Being an investor is tough. Nothing moves in a straight line, except maybe a fake Bernie Madoff-type account. Everything proceeds in sawtooth fashion, and each up and down seems cleverly calculated to play on your emotions just enough to tempt you to take action at the wrong time. In fact, we could be headed into a correction right now. Carl Richards of Behavior Gap has an awesome illustration of the basic problem:
Source: Carl Richards/Behavior Gap (click to enlarge)
According to DALBAR data, the dips are pretty good at causing investors to bail out. DALBAR’s most recent study released in March 2012 showed that the average stock fund investor made annual returns of only 3.49% over the last 20 years versus an annual return of 7.81% for the S&P 500. The average investor “generally abandons investments at inopportune times,” according to their research. That’s a polite way of saying that investors panic when the market goes down and they sell out, often near the lows.
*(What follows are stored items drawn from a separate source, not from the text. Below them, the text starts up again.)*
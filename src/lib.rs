//! # portal
//!
//! Leptos + WASM student portal: a single-page dashboard with classes, tasks,
//! timetable, grades, and settings, served entirely from inline demo data.
//!
//! The domain logic (`net`, `render`, `state`, `util`) is plain Rust and is
//! tested natively. `app`, `components`, and `pages` draw it with Leptos; the
//! browser entry point below is compiled only with the `csr` feature.

pub mod app;
pub mod components;
pub mod config;
pub mod error;
pub mod net;
pub mod pages;
pub mod render;
pub mod state;
pub mod util;

#[cfg(feature = "csr")]
#[wasm_bindgen::prelude::wasm_bindgen(start)]
pub fn main() {
    console_error_panic_hook::set_once();
    if let Err(e) = console_log::init_with_level(log::Level::Debug) {
        leptos::logging::warn!("console logger unavailable: {e}");
    }
    log::info!("student portal starting");
    leptos::mount::mount_to_body(app::App);
}
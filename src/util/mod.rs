//! Browser-facing helpers.
//!
//! SYSTEM CONTEXT
//! ==============
//! Persistence, theme, shortcut resolution, and raw browser access. Each
//! helper compiles natively with an inert fallback so state logic can be
//! tested without a window.

pub mod browser;
pub mod dark_mode;
pub mod shortcuts;
pub mod storage;
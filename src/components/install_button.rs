//! Deferred PWA install prompt and its "Install App" button.

use leptos::prelude::*;

use crate::state::ui::UiState;

/// Holds the `beforeinstallprompt` event until the user asks to install.
#[derive(Clone, Copy)]
pub struct InstallPrompt {
    ui: RwSignal<UiState>,
    #[cfg(feature = "csr")]
    deferred: StoredValue<Option<web_sys::Event>, LocalStorage>,
}

impl InstallPrompt {
    pub fn new(ui: RwSignal<UiState>) -> Self {
        Self {
            ui,
            #[cfg(feature = "csr")]
            deferred: StoredValue::new_local(None),
        }
    }

    /// Suppress the browser's own prompt and keep the event for later.
    #[cfg(feature = "csr")]
    pub fn defer(self, event: web_sys::Event) {
        event.prevent_default();
        self.deferred.set_value(Some(event));
        self.ui.update(|u| u.install_available = true);
    }

    /// Hide the button and replay the deferred prompt, logging the choice.
    pub fn replay(self) {
        self.ui.update(|u| u.install_available = false);

        #[cfg(feature = "csr")]
        {
            let Some(event) = self.deferred.get_value() else {
                leptos::logging::warn!("install requested without a deferred prompt");
                return;
            };
            self.deferred.set_value(None);
            leptos::task::spawn_local(async move {
                match crate::util::browser::replay_install_prompt(&event).await {
                    Some(outcome) => leptos::logging::log!("{}", crate::util::browser::install_outcome_message(&outcome)),
                    None => leptos::logging::warn!("install prompt returned no outcome"),
                }
            });
        }
    }
}

#[component]
pub fn InstallButton() -> impl IntoView {
    let ui = expect_context::<RwSignal<UiState>>();
    let prompt = expect_context::<InstallPrompt>();

    view! {
        <Show when=move || ui.with(|u| u.install_available)>
            <button class="install-btn" on:click=move |_| prompt.replay()>
                "Install App"
            </button>
        </Show>
    }
}
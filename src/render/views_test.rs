use super::*;
use crate::net::fixtures;
use crate::net::types::Priority;

// =============================================================
// Formatting
// =============================================================

#[test]
fn format_date_uses_us_short_style() {
    assert_eq!(format_date("2025-08-02"), "Aug 2, 2025");
    assert_eq!(format_date("2025-07-28"), "Jul 28, 2025");
    assert_eq!(format_date("2024-12-31"), "Dec 31, 2024");
}

#[test]
fn format_date_echoes_unparseable_input() {
    assert_eq!(format_date("next week"), "next week");
    assert_eq!(format_date("2025-02-30"), "2025-02-30");
}

#[test]
fn week_label_spells_out_month() {
    let date = Date::from_calendar_date(2026, Month::October, 19).unwrap();
    assert_eq!(week_label(date), "Week of October 19, 2026");
}

#[test]
fn iso_date_pads_and_parses_back() {
    let date = Date::from_calendar_date(2026, Month::March, 5).unwrap();
    assert_eq!(iso_date(date), "2026-03-05");
    assert_eq!(parse_iso_date(&iso_date(date)), Some(date));
}

#[test]
fn grade_class_uses_first_letter_lowercased() {
    assert_eq!(grade_class("A-"), "grade-a");
    assert_eq!(grade_class("B+"), "grade-b");
    assert_eq!(grade_class(""), "grade-");
}

#[test]
fn progress_degrees_scale_percent_to_circle() {
    assert_eq!(progress_degrees(85.0), 306.0);
    assert_eq!(progress_degrees(0.0), 0.0);
    assert_eq!(progress_degrees(150.0), 360.0);
}

#[test]
fn progress_style_builds_conic_gradient() {
    assert_eq!(
        progress_style(50.0),
        "background: conic-gradient(var(--primary-color) 180deg, var(--border-color) 180deg)"
    );
}

// =============================================================
// Record views
// =============================================================

#[test]
fn task_view_carries_badges_and_priority() {
    let task = &fixtures::tasks()[0];
    let view = task.to_view();
    assert_eq!(view.due, "Due: Aug 2, 2025");
    assert_eq!(view.status_class, "status-badge status-pending");
    assert_eq!(view.item_class, "task-item high-priority");
    assert!(view.can_complete);
}

#[test]
fn completed_task_cannot_be_completed_again() {
    let mut task = fixtures::tasks()[0].clone();
    task.status = TaskStatus::Completed;
    task.priority = Priority::Low;
    let view = task.to_view();
    assert!(!view.can_complete);
    assert_eq!(view.item_class, "task-item low-priority");
}

#[test]
fn task_search_text_covers_title_subject_description() {
    let task = &fixtures::tasks()[1];
    let text = task.search_text();
    assert!(text.contains("Lab Report - Mechanics"));
    assert!(text.contains("Physics"));
    assert!(text.contains("pendulum"));
}

#[test]
fn recent_task_row_formats_due_date() {
    let data = fixtures::dashboard();
    let view = RecentTaskRow(&data.recent_tasks[3]).to_view();
    assert_eq!(view.due, "Aug 5, 2025");
    assert_eq!(view.status_class, "status-badge status-in-progress");
    assert!(RecentTaskRow(&data.recent_tasks[3]).search_text().is_empty());
}

#[test]
fn class_card_lists_four_stats() {
    let view = fixtures::classes()[1].to_view();
    assert_eq!(view.instructor, "Instructor: Prof. John Johnson");
    let stats: Vec<_> = view.stats.iter().map(|s| (s.value.as_str(), s.label)).collect();
    assert_eq!(
        stats,
        [("3", "Credits"), ("88%", "Attendance"), ("12", "Assignments"), ("B+", "Grade")]
    );
}

#[test]
fn class_card_labels_instructor_once() {
    for class in fixtures::classes() {
        let drawn = class.to_view().instructor;
        assert_eq!(drawn.matches("Instructor:").count(), 1, "drawn text: {drawn}");
        assert!(drawn.ends_with(&class.instructor));
    }
}

#[test]
fn grade_row_formats_badge_and_date() {
    let view = fixtures::grades()[2].to_view();
    assert_eq!(view.grade_class, "grade-value grade-a");
    assert_eq!(view.points, "91/100");
    assert_eq!(view.date, "Jul 25, 2025");
}

#[test]
fn update_item_avatar_is_first_character() {
    let view = fixtures::dashboard().recent_updates[1].to_view();
    assert_eq!(view.avatar, "P");
    assert_eq!(view.time, "4 hours ago");
}

#[test]
fn schedule_item_joins_room_and_kind() {
    let view = fixtures::dashboard().today_schedule[1].to_view();
    assert_eq!(view.detail, "Lab 305 - Practical");
}

#[test]
fn stats_view_appends_percent_to_attendance() {
    let view = StatsView::from(fixtures::dashboard().stats);
    assert_eq!(view.total_classes, "24");
    assert_eq!(view.completed_tasks, "18");
    assert_eq!(view.pending_tasks, "6");
    assert_eq!(view.attendance, "85%");
}

// =============================================================
// Timetable
// =============================================================

#[test]
fn timetable_grid_has_header_and_slot_rows() {
    let view = timetable_view(&fixtures::timetable());
    assert_eq!(view.columns, 8);
    assert_eq!(view.rows(), 9);
    assert_eq!(view.cells[0].text, "");
    assert_eq!(view.cells[0].kind, CellKind::TimeSlot);
    assert_eq!(view.cells[1].text, "Monday");
    assert_eq!(view.cells[1].kind, CellKind::DayHeader);
}

#[test]
fn timetable_grid_marks_breaks() {
    let view = timetable_view(&fixtures::timetable());
    // Row 3 is 11:00; column 1 is Monday.
    let monday_eleven = &view.cells[3 * view.columns + 1];
    assert_eq!(monday_eleven.text, "Break");
    assert_eq!(monday_eleven.kind.class(), "class-slot break");
    let monday_nine = &view.cells[view.columns + 1];
    assert_eq!(monday_nine.text, "Mathematics");
    assert_eq!(monday_nine.kind, CellKind::Class);
}

#[test]
fn timetable_grid_leaves_unscheduled_days_blank() {
    let view = timetable_view(&fixtures::timetable());
    let friday_nine = &view.cells[view.columns + 5];
    assert_eq!(friday_nine.text, "");
    assert_eq!(friday_nine.kind, CellKind::Class);
}

#[test]
fn empty_timetable_view_has_no_rows() {
    assert_eq!(TimetableView::default().rows(), 0);
}
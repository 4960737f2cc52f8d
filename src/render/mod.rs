//! Record-to-view shaping for portal containers.
//!
//! ARCHITECTURE
//! ============
//! Rendering is split in two. This module turns records into plain view-models
//! held in named `Container`s (pure, natively testable). The Leptos components
//! in `pages` are a thin adapter that draws those view-models, always as text
//! nodes, so profile or fixture text can never inject markup.
//!
//! Visibility is a flag on each rendered item. Filtering and search flip flags
//! and never drop items.


pub mod views;

/// A record shape that can be drawn into a container.
pub trait Render {
    type View: Clone + PartialEq;

    /// Stable key for keyed list rendering.
    fn key(&self) -> String;

    fn to_view(&self) -> Self::View;

    /// Text the search box matches against. Empty for non-searchable shapes.
    fn search_text(&self) -> String {
        String::new()
    }
}

impl<R: Render + ?Sized> Render for &R {
    type View = R::View;

    fn key(&self) -> String {
        (**self).key()
    }

    fn to_view(&self) -> Self::View {
        (**self).to_view()
    }

    fn search_text(&self) -> String {
        (**self).search_text()
    }
}

/// One drawn record.
#[derive(Clone, Debug, PartialEq)]
pub struct RenderedItem<V> {
    pub key: String,
    pub view: V,
    /// Lowercased search text.
    pub search_text: String,
    pub visible: bool,
}

/// Named, ordered list of rendered items.
#[derive(Clone, Debug, PartialEq)]
pub struct Container<V> {
    name: &'static str,
    items: Vec<RenderedItem<V>>,
}

impl<V> Container<V> {
    pub fn new(name: &'static str) -> Self {
        Self { name, items: Vec::new() }
    }

    /// DOM id the adapter gives this container.
    pub fn name(&self) -> &'static str {
        self.name
    }

    /// Replace all content with `records`, in order, all visible.
    pub fn render<I>(&mut self, records: I)
    where
        I: IntoIterator,
        I::Item: Render<View = V>,
    {
        self.items.clear();
        self.items.extend(records.into_iter().map(|record| RenderedItem {
            key: record.key(),
            view: record.to_view(),
            search_text: record.search_text().to_lowercase(),
            visible: true,
        }));
    }

    pub fn clear(&mut self) {
        self.items.clear();
    }

    pub fn items(&self) -> &[RenderedItem<V>] {
        &self.items
    }

    pub fn len(&self) -> usize {
        self.items.len()
    }

    pub fn is_empty(&self) -> bool {
        self.items.is_empty()
    }

    pub fn visible_count(&self) -> usize {
        self.items.iter().filter(|item| item.visible).count()
    }

    /// Views of the currently visible items, in order.
    pub fn visible(&self) -> impl Iterator<Item = &V> {
        self.items.iter().filter(|item| item.visible).map(|item| &item.view)
    }

    /// Owned snapshot of the visible items, for keyed list rendering.
    pub fn visible_items(&self) -> Vec<RenderedItem<V>>
    where
        V: Clone,
    {
        self.items.iter().filter(|item| item.visible).cloned().collect()
    }

    /// Re-evaluate every item's visibility with `keep`.
    pub fn set_visibility(&mut self, keep: impl Fn(&RenderedItem<V>) -> bool) {
        for item in &mut self.items {
            item.visible = keep(item);
        }
    }

    /// Case-insensitive substring match on search text. Empty query shows all.
    pub fn apply_search(&mut self, query: &str) {
        let needle = query.to_lowercase();
        self.set_visibility(|item| needle.is_empty() || item.search_text.contains(&needle));
    }

    pub fn show_all(&mut self) {
        self.set_visibility(|_| true);
    }
}
//! Local UI chrome state (mobile menu, viewport, install prompt).
//!
//! DESIGN
//! ======
//! Keeps transient presentation concerns out of the page coordinator so the
//! responsive shell can evolve independently of page data.

#[cfg(test)]
#[path = "ui_test.rs"]
mod ui_test;

use crate::config::PortalConfig;

#[derive(Clone, Debug, PartialEq)]
pub struct UiState {
    /// Slide-out sidebar open (mobile layout only).
    pub menu_open: bool,
    pub viewport_width: f64,
    /// A deferred install prompt is waiting for the user.
    pub install_available: bool,
    pub online: bool,
}

impl Default for UiState {
    fn default() -> Self {
        Self {
            menu_open: false,
            viewport_width: 1024.0,
            install_available: false,
            online: true,
        }
    }
}

impl UiState {
    pub fn is_mobile(&self, config: &PortalConfig) -> bool {
        config.is_mobile(self.viewport_width)
    }

    /// Record a resize. Leaving the mobile layout closes the menu.
    pub fn set_viewport_width(&mut self, width: f64, config: &PortalConfig) {
        self.viewport_width = width;
        if !self.is_mobile(config) {
            self.menu_open = false;
        }
    }

    pub fn toggle_menu(&mut self) {
        self.menu_open = !self.menu_open;
    }

    pub fn close_menu(&mut self) {
        self.menu_open = false;
    }
}
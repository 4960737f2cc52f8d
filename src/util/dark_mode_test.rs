use super::*;
use crate::util::storage::{MemoryStorage, save_theme_flag};

#[cfg(not(feature = "csr"))]
#[test]
fn read_preference_is_false_without_stored_flag_outside_browser() {
    assert!(!read_preference(&MemoryStorage::default()));
}

#[test]
fn read_preference_prefers_stored_flag() {
    let store = MemoryStorage::default();
    save_theme_flag(&store, true);
    assert!(read_preference(&store));
    save_theme_flag(&store, false);
    assert!(!read_preference(&store));
}

#[test]
fn theme_name_and_icon_follow_flag() {
    assert_eq!(theme_name(true), "dark");
    assert_eq!(theme_name(false), "light");
    assert_eq!(theme_icon(true), "fas fa-sun");
    assert_eq!(theme_icon(false), "fas fa-moon");
}

#[cfg(not(feature = "csr"))]
#[test]
fn apply_is_noop_but_callable() {
    apply(false);
    apply(true);
}
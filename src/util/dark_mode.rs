//! Dark mode initialization and the theme indicator.
//!
//! Reads the stored preference through the persistence shim and applies a
//! `data-theme` attribute to the `<html>` element. Persisting a toggle is the
//! session's job; this module only reads and paints.
//!
//! TRADE-OFFS
//! ==========
//! Browser-only behavior; native builds no-op so the logic stays testable.

#[cfg(test)]
#[path = "dark_mode_test.rs"]
mod dark_mode_test;

use crate::util::storage::{KeyValueStore, has_theme_flag, load_theme_flag};

/// Dark mode preference: the stored flag if one exists, otherwise the
/// system `prefers-color-scheme`.
pub fn read_preference(store: &impl KeyValueStore) -> bool {
    if has_theme_flag(store) {
        return load_theme_flag(store);
    }
    system_prefers_dark()
}

fn system_prefers_dark() -> bool {
    #[cfg(feature = "csr")]
    {
        web_sys::window()
            .and_then(|w| w.match_media("(prefers-color-scheme: dark)").ok().flatten())
            .map_or(false, |mq| mq.matches())
    }
    #[cfg(not(feature = "csr"))]
    {
        false
    }
}

/// Apply the `data-theme` attribute on the `<html>` element.
#[cfg_attr(not(feature = "csr"), allow(unused_variables))]
pub fn apply(enabled: bool) {
    #[cfg(feature = "csr")]
    {
        if let Some(doc) = web_sys::window().and_then(|w| w.document()) {
            if let Some(el) = doc.document_element() {
                if let Err(e) = el.set_attribute("data-theme", theme_name(enabled)) {
                    leptos::logging::warn!("failed to apply theme: {e:?}");
                }
            }
        }
    }
}

pub fn theme_name(enabled: bool) -> &'static str {
    if enabled { "dark" } else { "light" }
}

/// Header toggle icon: offer the sun while dark, the moon while light.
pub fn theme_icon(enabled: bool) -> &'static str {
    if enabled { "fas fa-sun" } else { "fas fa-moon" }
}
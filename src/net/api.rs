//! Simulated backend endpoints.
//!
//! Client-side (csr): each call waits a fixed artificial delay with
//! `gloo-timers` before answering from the fixture source.
//! Native builds and tests answer immediately.
//!
//! ERROR HANDLING
//! ==============
//! Reads and writes always succeed; the only failure is asking for a read
//! endpoint path that does not exist.

#![allow(clippy::unused_async)]

#[cfg(test)]
#[path = "api_test.rs"]
mod api_test;

use crate::config::PortalConfig;
use crate::error::PortalError;
use crate::net::fixtures::{DataSource, Fixtures};
use crate::net::types::{PageData, PostResponse};
use crate::state::page::PageId;

/// Logical read endpoints.
#[derive(Clone, Copy, Debug, PartialEq, Eq, Hash)]
pub enum Endpoint {
    Dashboard,
    Classes,
    Tasks,
    Timetable,
    Grades,
}

impl Endpoint {
    pub const ALL: [Self; 5] = [Self::Dashboard, Self::Classes, Self::Tasks, Self::Timetable, Self::Grades];

    pub fn path(self) -> &'static str {
        match self {
            Self::Dashboard => "/api/dashboard",
            Self::Classes => "/api/classes",
            Self::Tasks => "/api/tasks",
            Self::Timetable => "/api/timetable",
            Self::Grades => "/api/grades",
        }
    }

    pub fn page(self) -> PageId {
        match self {
            Self::Dashboard => PageId::Dashboard,
            Self::Classes => PageId::Classes,
            Self::Tasks => PageId::Tasks,
            Self::Timetable => PageId::Timetable,
            Self::Grades => PageId::Grades,
        }
    }

    /// Resolve a request path.
    ///
    /// # Errors
    ///
    /// Returns [`PortalError::UnknownEndpoint`] for paths outside the read set.
    pub fn from_path(path: &str) -> Result<Self, PortalError> {
        Self::ALL
            .into_iter()
            .find(|endpoint| endpoint.path() == path)
            .ok_or_else(|| PortalError::UnknownEndpoint(path.to_owned()))
    }
}

pub(crate) fn profile_endpoint() -> &'static str {
    "/api/profile"
}

pub(crate) fn task_action_endpoint(task_id: u32, action: &str) -> String {
    format!("/api/tasks/{task_id}/{action}")
}

/// Data-access interface the UI talks to. A real HTTP client can implement
/// this without the coordinator noticing.
#[allow(async_fn_in_trait)]
pub trait PortalApi {
    /// Read the records behind a logical endpoint.
    async fn fetch(&self, endpoint: Endpoint) -> PageData;

    /// Write `payload` to `path`.
    async fn post(&self, path: &str, payload: serde_json::Value) -> PostResponse;

    /// Read by raw path.
    ///
    /// # Errors
    ///
    /// Returns [`PortalError::UnknownEndpoint`] if `path` is not a read endpoint.
    async fn fetch_path(&self, path: &str) -> Result<PageData, PortalError> {
        let endpoint = Endpoint::from_path(path)?;
        Ok(self.fetch(endpoint).await)
    }
}

/// Fixture-backed API with fixed artificial latency.
#[derive(Clone, Copy, Debug)]
pub struct MockApi<S = Fixtures> {
    source: S,
    fetch_delay_ms: u64,
    post_delay_ms: u64,
}

impl<S: DataSource> MockApi<S> {
    pub fn new(source: S, config: &PortalConfig) -> Self {
        Self {
            source,
            fetch_delay_ms: config.fetch_delay_ms,
            post_delay_ms: config.post_delay_ms,
        }
    }
}

impl<S: DataSource> PortalApi for MockApi<S> {
    async fn fetch(&self, endpoint: Endpoint) -> PageData {
        simulate_latency(self.fetch_delay_ms).await;
        self.source.fixtures(endpoint.page())
    }

    async fn post(&self, path: &str, payload: serde_json::Value) -> PostResponse {
        simulate_latency(self.post_delay_ms).await;
        leptos::logging::log!("simulated write to {path}: {payload}");
        PostResponse {
            success: true,
            message: "Data updated successfully".to_owned(),
        }
    }
}

#[cfg_attr(not(feature = "csr"), allow(unused_variables))]
async fn simulate_latency(delay_ms: u64) {
    #[cfg(feature = "csr")]
    {
        gloo_timers::future::sleep(std::time::Duration::from_millis(delay_ms)).await;
    }
}
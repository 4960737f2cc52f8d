use super::*;

#[test]
fn defaults_match_portal_timings() {
    let config = PortalConfig::default();
    assert_eq!(config.toast.enter_delay_ms, 100);
    assert_eq!(config.toast.visible_ms, 3_000);
    assert_eq!(config.toast.exit_ms, 300);
    assert_eq!(config.update_interval_secs, 30);
    assert_eq!(config.fetch_delay_ms, 500);
    assert_eq!(config.post_delay_ms, 1_000);
    assert_eq!(config.service_worker_path, "/sw.js");
}

#[test]
fn mobile_breakpoint_is_inclusive() {
    let config = PortalConfig::default();
    assert!(config.is_mobile(320.0));
    assert!(config.is_mobile(768.0));
    assert!(!config.is_mobile(769.0));
    assert!(!config.is_mobile(1280.0));
}

#[test]
fn slow_load_threshold_is_exclusive() {
    let config = PortalConfig::default();
    assert!(!config.is_slow_load(3_000.0));
    assert!(config.is_slow_load(3_000.5));
    assert!(!config.is_slow_load(120.0));
}

#[test]
fn toast_hides_three_seconds_after_queueing() {
    let timings = ToastTimings::default();
    assert_eq!(timings.enter_delay_ms + timings.shown_ms(), 3_000);
    let odd = ToastTimings { enter_delay_ms: 500, visible_ms: 200, exit_ms: 0 };
    assert_eq!(odd.shown_ms(), 0);
}
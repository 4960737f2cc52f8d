//! One component per portal page.
//!
//! SYSTEM CONTEXT
//! ==============
//! All six pages are mounted once inside their `.page` sections; `App` toggles
//! the `active` class. Pages only draw containers that `PortalState` already
//! rendered.

pub mod classes;
pub mod dashboard;
pub mod grades;
pub mod settings;
pub mod tasks;
pub mod timetable;
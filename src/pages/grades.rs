//! Recent grades table.

use leptos::prelude::*;

use crate::state::portal::PortalState;

#[component]
pub fn GradesPage() -> impl IntoView {
    let portal = expect_context::<RwSignal<PortalState>>();

    view! {
        <div class="card">
            <table class="grades-table">
                <thead>
                    <tr>
                        <th>"Subject"</th>
                        <th>"Assignment"</th>
                        <th>"Grade"</th>
                        <th>"Points"</th>
                        <th>"Date"</th>
                    </tr>
                </thead>
                <tbody id="grades-list">
                    <For
                        each=move || portal.with(|p| p.grades.visible_items())
                        key=|item| item.key.clone()
                        children=|item| {
                            let row = item.view;
                            view! {
                                <tr>
                                    <td>{row.subject}</td>
                                    <td>{row.assignment}</td>
                                    <td><span class=row.grade_class>{row.grade}</span></td>
                                    <td>{row.points}</td>
                                    <td>{row.date}</td>
                                </tr>
                            }
                        }
                    />
                </tbody>
            </table>
        </div>
    }
}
And there is plenty of temptation. According to uber-reliable Ned Davis Research, as summarized in this Wells Fargo market update, there have been 294 dips of 5% or more since 1928. In other words, you usually have three or four chances a year to screw up. Considering that most investors have a 20-30 year life cycle, that’s a lot of dips to deal with.
Source: Ned Davis Research/Wells Fargo (click on image to enlarge)
The abundance of opportunities to mess up probably accounts for the short average holding periods for both stock and bond funds—a little over three years. Maybe that really isn’t too surprising, given that there is a greater than 20% correction every three years or so. Perhaps investors white-knuckle it through all of the small dips and finally throw in the towel when they get whacked upside the head. Whatever is happening, it is costing retail investors a lot of money.
There’s a better way to handle this—buy on the dips instead. If you’ve got a reasonable investment strategy, buying on dips will help your returns. Even if you are investing in an index fund, buying on dips will reduce your average cost.
For example, you could look at the table above and decide to add new money each time there is a 10% correction. On average, you’d be adding new money about once a year. You would probably never hit the exact bottom, but you would be consistently adding at prices below the highs. Or you could use a different threshold, 5% or 12% or 15%, or whatever. The idea is just to force money in not at the highs.
Another option is to use a market indicator and add new money when the indicator is oversold. There’s an example using an ETF over the last five years here, including a calculation of how much it helped investor returns over that time.
Think about the math for the whole market: the average mutual fund investor is earning 3.49%, while the market is earning 7.81%. By definition, all investors in aggregate have to be earning 7.81%, since all investors are the market. (John Bogle makes this point all the time.) The corollary is that some investors have to be earning significantly more than 7.81%. In other words, if many investors have below-average results, someone has to have above-average results in order to have things average out.
That someone could be you. Instead of using a market pullback as just another opportunity to panic, why not add new money and give yourself the chance to be that someone with above-average results?